On a whim last month, I picked up a book of Kakuro puzzles for Amy (and, well, me ’cause I’ve been curious about them). Known amongst puzzlers as the wicked older brother of Sudoku, it follows the same basics–numbers one through nine, none repeated in the same line, except this time, instead of just fitting the numbers in the boxes, it’s a wordless crossword puzzle, where the numbers have to add up to a certain number. It’s kind of hard to verbally explain (at least at this late hour), so here’s a link. It takes logic one step further, and fucks with your brain just that much more. I like that the most basic solving technique is to look for the unique combinations. If you have two spaces that add up to 16, for example, you know those have to be 7 and 9. And if that happens to cross with four spaces that add up to 14, you know the common square is a 7, because the least amount that three numbers can add up to is 6 (1, 2, 3), and therefore those other three spaces in the 14 are 1, 2, and 4 because that’s the only 3 number comination that can add up to 7.

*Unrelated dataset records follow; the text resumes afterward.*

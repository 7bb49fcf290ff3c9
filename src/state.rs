use chrono::Duration;
use std::sync::Arc;

use crate::config::Config;
use crate::db::{EmployeeStore, UserStore};
use crate::services::employee::EmployeeService;
use crate::utils::jwt::JwtAuth;

/// Shared handler state, registered once as `web::Data<AppState>`.
pub struct AppState {
    pub employees: EmployeeService,
    pub users: Arc<dyn UserStore>,
    pub jwt: JwtAuth,
    pub page_size: usize,
}

impl AppState {
    pub fn new(
        config: &Config,
        employee_store: Arc<dyn EmployeeStore>,
        user_store: Arc<dyn UserStore>,
    ) -> Self {
        Self {
            employees: EmployeeService::new(employee_store),
            users: user_store,
            jwt: JwtAuth::new(
                &config.jwt_secret,
                Duration::seconds(config.jwt_expiration_seconds),
                Duration::days(config.jwt_refresh_expiration_days),
                &config.jwt_auth_header_prefix,
            ),
            page_size: config.page_size,
        }
    }
}

#[cfg(test)]
pub mod test_support {
    use super::*;
    use crate::auth::ensure_user;
    use crate::db::MemoryStore;

    pub const TEST_USER: &str = "test_user";
    pub const TEST_PASSWORD: &str = "test123456";

    pub fn test_config() -> Config {
        Config::from_lookup(|key| match key {
            "JWT_SECRET" => Some("test-secret".to_string()),
            _ => None,
        })
        .expect("test config")
    }

    /// Memory-backed state with one known user.
    pub async fn memory_state() -> AppState {
        let store = Arc::new(MemoryStore::new());
        let state = AppState::new(&test_config(), store.clone(), store);
        ensure_user(state.users.as_ref(), TEST_USER, TEST_PASSWORD)
            .await
            .expect("seed user");
        state
    }
}
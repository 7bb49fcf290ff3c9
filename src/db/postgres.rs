use async_trait::async_trait;
use chrono::Utc;
use log::info;
use sqlx::{PgPool, Postgres, QueryBuilder};
use uuid::Uuid;

use super::{EmployeeStore, Listing, StoreError, UserStore, Window};
use crate::filters::employee::EmployeeFilter;
use crate::models::employee::{Employee, EmployeeChanges, NewEmployee};
use crate::models::user::User;

const CREATE_EMPLOYEES_TABLE: &str = r#"
CREATE TABLE IF NOT EXISTS employees (
    id BIGSERIAL PRIMARY KEY,
    name VARCHAR(100) NOT NULL,
    email VARCHAR(100) NOT NULL,
    department VARCHAR(100) NOT NULL,
    gender VARCHAR(1) NOT NULL CHECK (gender IN ('M', 'F')),
    birthdate DATE,
    hire_date DATE,
    created TIMESTAMPTZ NOT NULL,
    updated TIMESTAMPTZ NOT NULL,
    CONSTRAINT employees_email_key UNIQUE (email)
)
"#;

const CREATE_EMPLOYEES_NAME_INDEX: &str =
    "CREATE INDEX IF NOT EXISTS employees_name_idx ON employees (name, id)";

const CREATE_USERS_TABLE: &str = r#"
CREATE TABLE IF NOT EXISTS users (
    user_id UUID PRIMARY KEY,
    username VARCHAR(150) NOT NULL UNIQUE,
    password TEXT NOT NULL,
    is_active BOOLEAN NOT NULL DEFAULT TRUE,
    created_at TIMESTAMPTZ NOT NULL
)
"#;

#[derive(Clone)]
pub struct PgStore {
    pool: PgPool,
}

impl PgStore {
    pub fn new(pool: PgPool) -> Self {
        Self { pool }
    }

    /// Creates the tables if they are missing. Safe to run on every start.
    pub async fn init_schema(&self) -> Result<(), sqlx::Error> {
        for statement in [
            CREATE_EMPLOYEES_TABLE,
            CREATE_EMPLOYEES_NAME_INDEX,
            CREATE_USERS_TABLE,
        ] {
            sqlx::query(statement).execute(&self.pool).await?;
        }
        info!("Database schema ready");
        Ok(())
    }
}

/// Unique violations (SQLSTATE 23505) become `duplicate`; anything else is a
/// plain database error.
fn map_write_error(err: sqlx::Error, duplicate: StoreError) -> StoreError {
    match &err {
        sqlx::Error::Database(db_err) if db_err.is_unique_violation() => duplicate,
        _ => StoreError::Database(err),
    }
}

fn update_query(id: i64, changes: EmployeeChanges) -> QueryBuilder<'static, Postgres> {
    let mut query = QueryBuilder::new("UPDATE employees SET ");
    let mut separated = query.separated(", ");

    if let Some(name) = changes.name {
        separated.push("name = ");
        separated.push_bind_unseparated(name);
    }
    if let Some(email) = changes.email {
        separated.push("email = ");
        separated.push_bind_unseparated(email);
    }
    if let Some(department) = changes.department {
        separated.push("department = ");
        separated.push_bind_unseparated(department);
    }
    if let Some(gender) = changes.gender {
        separated.push("gender = ");
        separated.push_bind_unseparated(gender.as_str());
    }
    if let Some(birthdate) = changes.birthdate {
        separated.push("birthdate = ");
        separated.push_bind_unseparated(birthdate);
    }
    if let Some(hire_date) = changes.hire_date {
        separated.push("hire_date = ");
        separated.push_bind_unseparated(hire_date);
    }
    separated.push("updated = ");
    separated.push_bind_unseparated(Utc::now());

    query.push(" WHERE id = ");
    query.push_bind(id);
    query.push(" RETURNING *");
    query
}

#[async_trait]
impl EmployeeStore for PgStore {
    async fn create(&self, employee: NewEmployee) -> Result<Employee, StoreError> {
        let now = Utc::now();
        sqlx::query_as::<_, Employee>(
            "INSERT INTO employees (name, email, department, gender, birthdate, hire_date, created, updated) \
             VALUES ($1, $2, $3, $4, $5, $6, $7, $7) RETURNING *",
        )
        .bind(&employee.name)
        .bind(&employee.email)
        .bind(&employee.department)
        .bind(employee.gender.as_str())
        .bind(employee.birthdate)
        .bind(employee.hire_date)
        .bind(now)
        .fetch_one(&self.pool)
        .await
        .map_err(|err| map_write_error(err, StoreError::DuplicateEmail))
    }

    async fn get(&self, id: i64) -> Result<Employee, StoreError> {
        sqlx::query_as::<_, Employee>("SELECT * FROM employees WHERE id = $1")
            .bind(id)
            .fetch_optional(&self.pool)
            .await?
            .ok_or(StoreError::NotFound)
    }

    async fn update(&self, id: i64, changes: EmployeeChanges) -> Result<Employee, StoreError> {
        let mut query = update_query(id, changes);
        query
            .build_query_as::<Employee>()
            .fetch_optional(&self.pool)
            .await
            .map_err(|err| map_write_error(err, StoreError::DuplicateEmail))?
            .ok_or(StoreError::NotFound)
    }

    async fn delete(&self, id: i64) -> Result<(), StoreError> {
        let result = sqlx::query("DELETE FROM employees WHERE id = $1")
            .bind(id)
            .execute(&self.pool)
            .await?;
        if result.rows_affected() == 0 {
            return Err(StoreError::NotFound);
        }
        Ok(())
    }

    async fn list(&self, filter: &EmployeeFilter, window: Window) -> Result<Listing, StoreError> {
        let mut count_query = QueryBuilder::<Postgres>::new("SELECT COUNT(*) FROM employees");
        filter.push_where(&mut count_query);
        let count: i64 = count_query
            .build_query_scalar()
            .fetch_one(&self.pool)
            .await?;

        let mut query = QueryBuilder::<Postgres>::new("SELECT * FROM employees");
        filter.push_where(&mut query);
        query.push(" ORDER BY name ASC, id ASC LIMIT ");
        query.push_bind(window.limit as i64);
        query.push(" OFFSET ");
        query.push_bind(window.offset as i64);

        let items = query
            .build_query_as::<Employee>()
            .fetch_all(&self.pool)
            .await?;

        Ok(Listing {
            count: count.max(0) as usize,
            items,
        })
    }
}

#[async_trait]
impl UserStore for PgStore {
    async fn create_user(&self, username: &str, password_hash: &str) -> Result<User, StoreError> {
        sqlx::query_as::<_, User>(
            "INSERT INTO users (user_id, username, password, is_active, created_at) \
             VALUES ($1, $2, $3, TRUE, $4) RETURNING *",
        )
        .bind(Uuid::new_v4())
        .bind(username)
        .bind(password_hash)
        .bind(Utc::now())
        .fetch_one(&self.pool)
        .await
        .map_err(|err| map_write_error(err, StoreError::DuplicateUsername))
    }

    async fn find_user_by_username(&self, username: &str) -> Result<Option<User>, StoreError> {
        Ok(sqlx::query_as::<_, User>("SELECT * FROM users WHERE username = $1")
            .bind(username)
            .fetch_optional(&self.pool)
            .await?)
    }

    async fn find_user(&self, user_id: Uuid) -> Result<Option<User>, StoreError> {
        Ok(sqlx::query_as::<_, User>("SELECT * FROM users WHERE user_id = $1")
            .bind(user_id)
            .fetch_optional(&self.pool)
            .await?)
    }
}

Amy bought me the Mensa book. I had to put it down and succumb to the “White Belt Kakuro” book. Because it’s that gnarled (and gnarly).
The key to the puzzles is the find those cornerstones; the ones that just by looking at it you know has only one option, and then you can build off of that. I can sometimes stare at a puzzle for twenty, thirty minutes while I search for that first cornerstone. And sometimes I’m wrong, and that path will only take me so far before I retreat to another side of the puzzle and work from that angle.
I make a lot of mistakes. I have a stick eraser at my side at all times (or, as the case usually is, in my mouth), the boxes full of smaller numbers, always in pencil, of possibilities. But when you finish a puzzle, it is so satisfying.
I think my life is no longer a Sudoku puzzle. It’s a Kakuro. It’s no longer contained in a neat grid, a sqaure, with only one real logic that needs to be employed. It is fraught with equations, confusion, still the same basic elements, but arranged in a totally different way, one which my routine-craving self is sometimes uncomfortable with. But I do it just the same.
If I put temping here, I can put touring there. And Fringe fits there. And writing fits there. And my friends. And my family. And sleep. And the fall TV schedule. And my health.
And.
And.
And.
I will ride this wave until I find the cornerstone, that area that needs to be solved first. Until then, I hope everyone will allow for the eraser and pencil marks.